MATERIALS AND METHODS
Case selection: A total of 52 samples of liver tissues were obtained from the hepatobiliary disease file of the Division of Pathology, Kanazawa University Hospital in Japan between 2005 and 2009. This study consisted of three cases of normal liver, five cases of chronic viral hepatitis or liver cirrhosis, 33 cases of HCC, six cases of intrahepatic cholangiocarcinoma, and five cases of combined hepatocellular and cholangiocarcinoma (combined carcinoma). All cases used in this study were surgically resected cases. Normal liver tissues used in this study were background liver tissues of metastatic colon cancers. Age, sex and clinicopathological characteristics are shown in Table 1.
Expression of CD133 (mRNA level): Total RNA was extracted from the frozen section of all 47 cases using an RNeasy Mini kit (Qiagen, Valencia, CA, USA). Total RNA was dissolved in 50 uL of distilled water that contained 0.1% diethylpyrocarbonate, and quantitated using a spectrophotometer at OD260. Isolated RNA was used for the subsequent reverse transcriptase-polymerase chain reaction (RT-PCR). The expression of CD133 mRNA was examined by nested RT-PCR using two sets of primers. The oligonucleotide sequences, numbers of cycles, and annealing temperatures of these primers are shown in Table 2. After PCR, 5-uL aliquots of the products were subjected to 1.5% or 2.0% agarose gel electrophoresis and stained with ethidium bromide.
Immunostaining of CD133, cytokeratin 19 (CK19) and hepatocyte paraffin-1 (HepPar-1): Frozen sections of 52 samples of non-neoplastic and neoplastic liver tissues were used for immunostaining. Immunostaining for CD133, CK19 and HepPar-1 was performed using a mouse monoclonal antibody against human CD133 (clone AC133; Miltenyi Biotec, Auburn, CA, USA), a mouse monoclonal antibody against human CK19 (Dako Cytomation, Glostrup, Denmark), and a mouse monoclonal antibody against human HepPar-1 (Dako Cytomation).
Serial sections were used in each case to examine the co-localization of CD133, CK19 and HepPar-1 expression.

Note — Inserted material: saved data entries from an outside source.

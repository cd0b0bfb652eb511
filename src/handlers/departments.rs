use axum::extract::{Path, Query};
use axum::{Extension, Json};
use chrono::{DateTime, Utc};
use serde::{Deserialize, Serialize};
use serde_json::{json, Value};
use sqlx::FromRow;

use crate::api::pagination::{page_params, pagination_meta};
use crate::database::manager::DatabaseManager;
use crate::database::sql::{fetch_all_as, fetch_count, fetch_optional_as, UpdateBuilder, WhereBuilder};
use crate::error::ApiError;
use crate::handlers::{assert_tenant_row, require_field};
use crate::middleware::auth::AuthUser;
use crate::middleware::response::{ApiResponse, ApiResult};

#[derive(Debug, Clone, Serialize, FromRow)]
pub struct Department {
    pub id: i64,
    pub company_id: i64,
    pub name: String,
    pub description: Option<String>,
    pub manager_id: Option<i64>,
    pub created_at: DateTime<Utc>,
    pub updated_at: DateTime<Utc>,
}

const COLUMNS: &str = "id, company_id, name, description, manager_id, created_at, updated_at";

#[derive(Debug, Deserialize)]
pub struct ListQuery {
    pub page: Option<i64>,
    pub per_page: Option<i64>,
    pub search: Option<String>,
}

#[derive(Debug, Deserialize)]
pub struct CreateDepartment {
    pub name: String,
    pub description: Option<String>,
    pub manager_id: Option<i64>,
}

#[derive(Debug, Deserialize)]
pub struct UpdateDepartment {
    pub name: Option<String>,
    pub description: Option<String>,
    pub manager_id: Option<i64>,
}

/// GET /api/departments
pub async fn list(
    Extension(user): Extension<AuthUser>,
    Query(query): Query<ListQuery>,
) -> ApiResult<Vec<Department>> {
    let pool = DatabaseManager::pool().await?;
    let p = page_params(query.page, query.per_page);

    let mut wb = WhereBuilder::new();
    wb.and("company_id = $?", json!(user.company_id));
    wb.and_raw("is_deleted = FALSE");
    if let Some(search) = query.search.as_deref().filter(|s| !s.trim().is_empty()) {
        wb.and("name ILIKE $?", json!(format!("%{}%", search.trim())));
    }

    let count_sql = format!("SELECT COUNT(*) AS count FROM departments {}", wb.clause());
    let total = fetch_count(&pool, &count_sql, wb.params()).await?;

    let sql = format!(
        "SELECT {} FROM departments {} ORDER BY name ASC LIMIT {} OFFSET {}",
        COLUMNS,
        wb.clause(),
        p.limit(),
        p.offset()
    );
    let rows: Vec<Department> = fetch_all_as(&pool, &sql, wb.params()).await?;

    Ok(ApiResponse::paginated(rows, pagination_meta(&p, total)))
}

/// GET /api/departments/:id
pub async fn get(
    Extension(user): Extension<AuthUser>,
    Path(id): Path<i64>,
) -> ApiResult<Department> {
    let pool = DatabaseManager::pool().await?;
    let sql = format!(
        "SELECT {} FROM departments WHERE id = $1 AND company_id = $2 AND is_deleted = FALSE",
        COLUMNS
    );
    let department = sqlx::query_as::<_, Department>(&sql)
        .bind(id)
        .bind(user.company_id)
        .fetch_optional(&pool)
        .await?
        .ok_or_else(|| ApiError::not_found("Department not found"))?;
    Ok(ApiResponse::success(department))
}

/// POST /api/departments
pub async fn create(
    Extension(user): Extension<AuthUser>,
    Json(payload): Json<CreateDepartment>,
) -> ApiResult<Department> {
    let name = require_field("name", &payload.name)?;

    let pool = DatabaseManager::pool().await?;
    if let Some(manager_id) = payload.manager_id {
        assert_tenant_row(&pool, "employees", manager_id, user.company_id, "manager_id").await?;
    }

    let sql = format!(
        "INSERT INTO departments (company_id, name, description, manager_id) \
         VALUES ($1, $2, $3, $4) RETURNING {}",
        COLUMNS
    );
    let department = sqlx::query_as::<_, Department>(&sql)
        .bind(user.company_id)
        .bind(&name)
        .bind(&payload.description)
        .bind(payload.manager_id)
        .fetch_one(&pool)
        .await?;

    Ok(ApiResponse::created(department))
}

/// PATCH /api/departments/:id
pub async fn update(
    Extension(user): Extension<AuthUser>,
    Path(id): Path<i64>,
    Json(payload): Json<UpdateDepartment>,
) -> ApiResult<Department> {
    let pool = DatabaseManager::pool().await?;

    let mut ub = UpdateBuilder::new();
    if let Some(name) = payload.name {
        ub.set("name", json!(require_field("name", &name)?));
    }
    if let Some(description) = payload.description {
        ub.set("description", json!(description));
    }
    if let Some(manager_id) = payload.manager_id {
        assert_tenant_row(&pool, "employees", manager_id, user.company_id, "manager_id").await?;
        ub.set("manager_id", json!(manager_id));
    }
    if ub.is_empty() {
        return Err(ApiError::bad_request("No fields to update"));
    }

    let id_ph = ub.param(json!(id));
    let company_ph = ub.param(json!(user.company_id));
    let sql = format!(
        "UPDATE departments SET {} WHERE id = {} AND company_id = {} AND is_deleted = FALSE RETURNING {}",
        ub.set_clause(),
        id_ph,
        company_ph,
        COLUMNS
    );
    let department: Department = fetch_optional_as(&pool, &sql, ub.params())
        .await?
        .ok_or_else(|| ApiError::not_found("Department not found"))?;
    Ok(ApiResponse::success(department))
}

/// DELETE /api/departments/:id - soft delete
pub async fn delete(
    Extension(user): Extension<AuthUser>,
    Path(id): Path<i64>,
) -> ApiResult<Value> {
    let pool = DatabaseManager::pool().await?;
    let result = sqlx::query(
        "UPDATE departments SET is_deleted = TRUE WHERE id = $1 AND company_id = $2 AND is_deleted = FALSE",
    )
    .bind(id)
    .bind(user.company_id)
    .execute(&pool)
    .await?;

    if result.rows_affected() == 0 {
        return Err(ApiError::not_found("Department not found"));
    }
    Ok(ApiResponse::message("Department deleted"))
}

Sliced frozen sections were fixed with acetone for 20 min. After blocking endogenous peroxidases, the sections were incubated in protein block solution (Dako Cytomation) for 20 min and incubated at 4℃ with each primary antibody. These sections were incubated for 1 h at room temperature with goat anti-mouse immunoglobulins, which were conjugated to peroxidase-labeled polymer (Envision+; Dako Cytomation). 3,3'-Diaminobenzidine tetrahydrochloride was used as the chromogen, followed by light counterstaining with hematoxylin. Negative controls were evaluated by substituting the primary antibody with similarly diluted non-immunized mouse serum.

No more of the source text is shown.